Your task
All that is required is the number of lines in this listing that hold "manager".

Given entries
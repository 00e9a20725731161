use sea_orm::entity::prelude::*;

/// Many-to-many link between catalog items and creators.
#[derive(Clone, Debug, PartialEq, Eq, DeriveEntityModel)]
#[sea_orm(table_name = "media_contents_creators")]
pub struct Model {
    #[sea_orm(primary_key, auto_increment = false)]
    pub media_contents_id: Uuid,
    #[sea_orm(primary_key, auto_increment = false)]
    pub creator_id: Uuid,
}

#[derive(Copy, Clone, Debug, EnumIter, DeriveRelation)]
pub enum Relation {
    #[sea_orm(
        belongs_to = "super::media_contents::Entity",
        from = "Column::MediaContentsId",
        to = "super::media_contents::Column::Id"
    )]
    MediaContents,
    #[sea_orm(
        belongs_to = "super::creators::Entity",
        from = "Column::CreatorId",
        to = "super::creators::Column::Id"
    )]
    Creator,
}

impl Related<super::media_contents::Entity> for Entity {
    fn to() -> RelationDef {
        Relation::MediaContents.def()
    }
}

impl Related<super::creators::Entity> for Entity {
    fn to() -> RelationDef {
        Relation::Creator.def()
    }
}

impl ActiveModelBehavior for ActiveModel {}
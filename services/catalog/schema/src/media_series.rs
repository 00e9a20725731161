use sea_orm::entity::prelude::*;

/// Season or grouping beneath a catalog item.
#[derive(Clone, Debug, PartialEq, Eq, DeriveEntityModel)]
#[sea_orm(table_name = "media_series")]
pub struct Model {
    #[sea_orm(primary_key, auto_increment = false)]
    pub id: Uuid,
    pub media_contents_id: Uuid,
    pub title: String,
    pub order_index: i32,
    pub is_deleted: bool,
}

#[derive(Copy, Clone, Debug, EnumIter, DeriveRelation)]
pub enum Relation {
    #[sea_orm(
        belongs_to = "super::media_contents::Entity",
        from = "Column::MediaContentsId",
        to = "super::media_contents::Column::Id"
    )]
    MediaContents,
    #[sea_orm(has_many = "super::media::Entity")]
    Media,
}

impl Related<super::media_contents::Entity> for Entity {
    fn to() -> RelationDef {
        Relation::MediaContents.def()
    }
}

impl Related<super::media::Entity> for Entity {
    fn to() -> RelationDef {
        Relation::Media.def()
    }
}

impl ActiveModelBehavior for ActiveModel {}
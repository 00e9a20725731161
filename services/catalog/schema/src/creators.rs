use sea_orm::entity::prelude::*;

/// Director or writer credited on catalog items.
#[derive(Clone, Debug, PartialEq, Eq, DeriveEntityModel)]
#[sea_orm(table_name = "creators")]
pub struct Model {
    #[sea_orm(primary_key, auto_increment = false)]
    pub id: Uuid,
    pub name: String,
    pub is_deleted: bool,
}

#[derive(Copy, Clone, Debug, EnumIter, DeriveRelation)]
pub enum Relation {
    #[sea_orm(has_many = "super::media_contents_creators::Entity")]
    MediaContentsCreators,
}

impl Related<super::media_contents_creators::Entity> for Entity {
    fn to() -> RelationDef {
        Relation::MediaContentsCreators.def()
    }
}

impl Related<super::media_contents::Entity> for Entity {
    fn to() -> RelationDef {
        super::media_contents_creators::Relation::MediaContents.def()
    }

    fn via() -> Option<RelationDef> {
        Some(super::media_contents_creators::Relation::Creator.def().rev())
    }
}

impl ActiveModelBehavior for ActiveModel {}
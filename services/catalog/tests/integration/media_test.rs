use uuid::Uuid;

use kino_catalog::domain::types::MediaChanges;
use kino_catalog::error::{CatalogServiceError, ErrorCode};
use kino_catalog::usecase::media::UpdateMediaUseCase;

use crate::helpers::{MockMediaRepo, test_media};

fn director_cut() -> MediaChanges {
    MediaChanges {
        title: "  Pilot (Director's Cut)  ".to_owned(),
        synopsis: "The long version.".to_owned(),
        order_index: 1,
        url: "https://cdn.example.com/pilot-dc.m3u8".to_owned(),
        thumbnail: "https://img.example.com/pilot-dc.png".to_owned(),
        running_time: 3_300,
    }
}

// ── UpdateMediaUseCase ───────────────────────────────────────────────────────

#[tokio::test]
async fn should_update_every_editable_field() {
    let media = test_media(Uuid::new_v4(), 1);
    let repo = MockMediaRepo::new(vec![media.clone()]);
    let rows = repo.media_handle();
    let usecase = UpdateMediaUseCase { repo };

    let updated = usecase.execute(media.id, director_cut()).await.unwrap();

    assert_eq!(updated.id, media.id);
    assert_eq!(updated.media_series_id, media.media_series_id);
    assert_eq!(updated.title, "Pilot (Director's Cut)");
    assert_eq!(updated.synopsis, "The long version.");
    assert_eq!(updated.url, "https://cdn.example.com/pilot-dc.m3u8");
    assert_eq!(updated.running_time, 3_300);
    assert_eq!(rows.lock().unwrap()[0], updated);
}

#[tokio::test]
async fn should_fail_media_update_when_media_missing() {
    let usecase = UpdateMediaUseCase {
        repo: MockMediaRepo::empty(),
    };

    let result = usecase.execute(Uuid::new_v4(), director_cut()).await;

    assert!(
        matches!(
            result,
            Err(CatalogServiceError::RowDoesNotExist { domain: "MEDIA", .. })
        ),
        "expected RowDoesNotExist(MEDIA), got {result:?}"
    );
}

#[tokio::test]
async fn should_refuse_update_of_deleted_media() {
    let mut media = test_media(Uuid::new_v4(), 1);
    media.is_deleted = true;
    let repo = MockMediaRepo::new(vec![media.clone()]);
    let rows = repo.media_handle();
    let usecase = UpdateMediaUseCase { repo };

    let result = usecase.execute(media.id, director_cut()).await;

    assert_eq!(
        result.as_ref().err().map(CatalogServiceError::code),
        Some(ErrorCode::RowAlreadyDeleted)
    );
    assert_eq!(result.unwrap_err().to_string(), "MEDIA IS ALREADY DELETED");
    assert_eq!(rows.lock().unwrap()[0], media);
}

#[tokio::test]
async fn should_flag_invariant_when_validated_media_write_is_lost() {
    let media = test_media(Uuid::new_v4(), 1);
    let usecase = UpdateMediaUseCase {
        repo: MockMediaRepo::new(vec![media.clone()]).losing_writes(),
    };

    let result = usecase.execute(media.id, director_cut()).await;

    assert!(
        matches!(result, Err(CatalogServiceError::InvariantViolated(_))),
        "expected InvariantViolated, got {result:?}"
    );
    assert_eq!(result.unwrap_err().code(), ErrorCode::InternalServer);
}

#[tokio::test]
async fn should_reject_blank_media_title() {
    let media = test_media(Uuid::new_v4(), 1);
    let usecase = UpdateMediaUseCase {
        repo: MockMediaRepo::new(vec![media.clone()]),
    };

    let result = usecase
        .execute(
            media.id,
            MediaChanges {
                title: "   ".to_owned(),
                ..director_cut()
            },
        )
        .await;

    assert!(
        matches!(result, Err(CatalogServiceError::InvalidRequest(_))),
        "expected InvalidRequest, got {result:?}"
    );
}

#[tokio::test]
async fn should_reject_negative_running_time() {
    let media = test_media(Uuid::new_v4(), 1);
    let usecase = UpdateMediaUseCase {
        repo: MockMediaRepo::new(vec![media.clone()]),
    };

    let result = usecase
        .execute(
            media.id,
            MediaChanges {
                running_time: -1,
                ..director_cut()
            },
        )
        .await;

    assert!(
        matches!(result, Err(CatalogServiceError::InvalidRequest(_))),
        "expected InvalidRequest, got {result:?}"
    );
}
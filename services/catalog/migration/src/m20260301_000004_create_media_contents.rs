use sea_orm_migration::prelude::*;

#[derive(DeriveMigrationName)]
pub struct Migration;

#[async_trait::async_trait]
impl MigrationTrait for Migration {
    async fn up(&self, manager: &SchemaManager) -> Result<(), DbErr> {
        manager
            .create_table(
                Table::create()
                    .table(MediaContents::Table)
                    .if_not_exists()
                    .col(
                        ColumnDef::new(MediaContents::Id)
                            .uuid()
                            .not_null()
                            .primary_key(),
                    )
                    .col(ColumnDef::new(MediaContents::Title).string().not_null())
                    .col(ColumnDef::new(MediaContents::Synopsis).text().not_null())
                    .col(ColumnDef::new(MediaContents::Trailer).string().not_null())
                    .col(ColumnDef::new(MediaContents::Thumbnail).string().not_null())
                    .col(ColumnDef::new(MediaContents::Rate).string().not_null())
                    .col(
                        ColumnDef::new(MediaContents::IsSeries)
                            .boolean()
                            .not_null()
                            .default(false),
                    )
                    .col(
                        ColumnDef::new(MediaContents::IsDeleted)
                            .boolean()
                            .not_null()
                            .default(false),
                    )
                    .to_owned(),
            )
            .await
    }

    async fn down(&self, manager: &SchemaManager) -> Result<(), DbErr> {
        manager
            .drop_table(Table::drop().table(MediaContents::Table).to_owned())
            .await
    }
}

#[derive(Iden)]
enum MediaContents {
    Table,
    Id,
    Title,
    Synopsis,
    Trailer,
    Thumbnail,
    Rate,
    IsSeries,
    IsDeleted,
}
pub mod db;
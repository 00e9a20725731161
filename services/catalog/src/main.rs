use sea_orm::Database;
use tracing::info;

use kino_catalog::config::CatalogConfig;
use kino_catalog::router::build_router;
use kino_catalog::state::AppState;
use kino_core::config::Config;
use kino_core::tracing::init_tracing;

#[tokio::main]
async fn main() {
    init_tracing("info,sqlx=warn");

    let config = CatalogConfig::from_env();

    let db = Database::connect(&config.database_url)
        .await
        .expect("failed to connect to database");

    let router = build_router(AppState { db });
    let http_addr = format!("0.0.0.0:{}", config.catalog_port);
    let listener = tokio::net::TcpListener::bind(&http_addr)
        .await
        .expect("failed to bind");

    info!("catalog service listening on {http_addr}");
    axum::serve(listener, router).await.expect("server error");
}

Result below
4